Other countries that have age legislation, such as the United States and Australia, have found that the effectiveness of legislation is greatly helped by operating it in conjunction with other policies that promote equal rights and educate employers about their obligations and rights. To help bring about that culture change, we introduced the code of practice on age diversity in employment, which was launched by what is now the Department for Work and Pensions in June 1999. It was produced in partnership with organisations such as Age Concern, the Trades Union Congress, the Confederation of British Industry and the Employers Forum on Age. It features practical guidance for employers, backed up by good case studies. It sets the standard for non-ageist approaches to recruitment, training, development, promotion, redundancy and retirement. I commend the code to universities and others.

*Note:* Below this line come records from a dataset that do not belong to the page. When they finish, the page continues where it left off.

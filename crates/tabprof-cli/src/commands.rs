use std::sync::Arc;

use anyhow::Context;
use futures_util::future::join_all;
use tabprof_core::{ConnectionConfig, ProfilerConfig};
use tabprof_rules::{AnalysisEngine, ConnectionProvider, SqliteProvider};
use tabprof_scheduler::{AnalysisTask, TaskManager};
use tabprof_store::{ResultStore, SqliteResultStore};
use tokio_util::sync::CancellationToken;
use tracing::{info, warn};

pub fn rules() -> anyhow::Result<()> {
    let engine = AnalysisEngine::with_default_rules();
    for (name, description) in engine.describe_rules() {
        println!("{name:<16} {description}");
    }
    Ok(())
}

pub async fn tables(config: &ProfilerConfig, connection: &str) -> anyhow::Result<()> {
    let connection = config.connection(connection)?;
    for table in list_tables(connection).await? {
        println!("{table}");
    }
    Ok(())
}

pub async fn run(
    config: &ProfilerConfig,
    connection: &str,
    tables: Vec<String>,
) -> anyhow::Result<()> {
    let connection = config.connection(connection)?.clone();
    let tables = if tables.is_empty() {
        list_tables(&connection).await?
    } else {
        tables
    };
    if tables.is_empty() {
        warn!(connection = %connection.id, "no tables to profile");
        return Ok(());
    }

    let store = Arc::new(open_store(config)?);
    let manager = TaskManager::new(
        config.scheduler.clone(),
        Arc::new(AnalysisEngine::with_default_rules()),
        Arc::new(SqliteProvider::new()),
        store,
    );
    manager.start()?;

    let mut ids = Vec::with_capacity(tables.len());
    for table in tables {
        let task = AnalysisTask::new(table, connection.clone());
        ids.push(task.id.clone());
        manager.submit(task)?;
    }
    info!(count = ids.len(), connection = %connection.id, "tasks submitted");

    tokio::select! {
        _ = join_all(ids.iter().map(|id| manager.wait(id))) => {}
        res = tokio::signal::ctrl_c() => {
            if let Err(e) = res {
                warn!(error = %e, "failed to listen for interrupt");
            }
            info!("interrupt received, stopping");
        }
    }
    manager.stop().await;

    let stats = manager.stats();
    for id in &ids {
        if let Some(task) = manager.get_task(id) {
            println!("{}", serde_json::to_string_pretty(&task.to_result())?);
        }
    }
    info!(
        completed = stats.completed,
        failed = stats.failed,
        cancelled = stats.cancelled,
        "run finished"
    );
    if stats.completed < ids.len() {
        anyhow::bail!("{} of {} tasks did not complete", ids.len() - stats.completed, ids.len());
    }
    Ok(())
}

pub fn results(config: &ProfilerConfig, connection: &str) -> anyhow::Result<()> {
    let store = open_store(config)?;
    let results = store.list_results(connection)?;
    println!("{}", serde_json::to_string_pretty(&results)?);
    Ok(())
}

pub fn delete(config: &ProfilerConfig, id: &str) -> anyhow::Result<()> {
    let store = open_store(config)?;
    store.delete_result(id)?;
    println!("deleted {id}");
    Ok(())
}

async fn list_tables(connection: &ConnectionConfig) -> anyhow::Result<Vec<String>> {
    let conn = SqliteProvider::new()
        .get_connection(connection)
        .await
        .with_context(|| format!("connecting to {}", connection.id))?;
    Ok(conn.list_tables(&CancellationToken::new()).await?)
}

fn open_store(config: &ProfilerConfig) -> anyhow::Result<SqliteResultStore> {
    let path = &config.database.path;
    ensure_parent_dir(path);
    info!(%path, "opening result store");
    SqliteResultStore::open(path).with_context(|| format!("opening result store at {path}"))
}

fn ensure_parent_dir(path: &str) {
    if let Some(parent) = std::path::Path::new(path).parent() {
        if let Err(e) = std::fs::create_dir_all(parent) {
            warn!(dir = %parent.display(), error = %e, "failed to create result store directory");
        }
    }
}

This is not legislation that employers should fear. It will not require any employer, let alone universities, to recruit or keep on someone who cannot do the job. It does not replace competence with age. In fact, recital 17 of the directive says: This Directive does not require the recruitment, promotion, maintenance in employment or training of an individual who is not competent, capable and available to perform the essential functions of the post concerned or to undergo the relevant training".

I reassure the hon. Gentleman that I shall consider carefully all the points that he has made. We shall ensure that the higher education sector is fully engaged in the consultation process as we develop our proposals. Like all stakeholders, it will be able to let us have its views when responding to the next consultation exercise.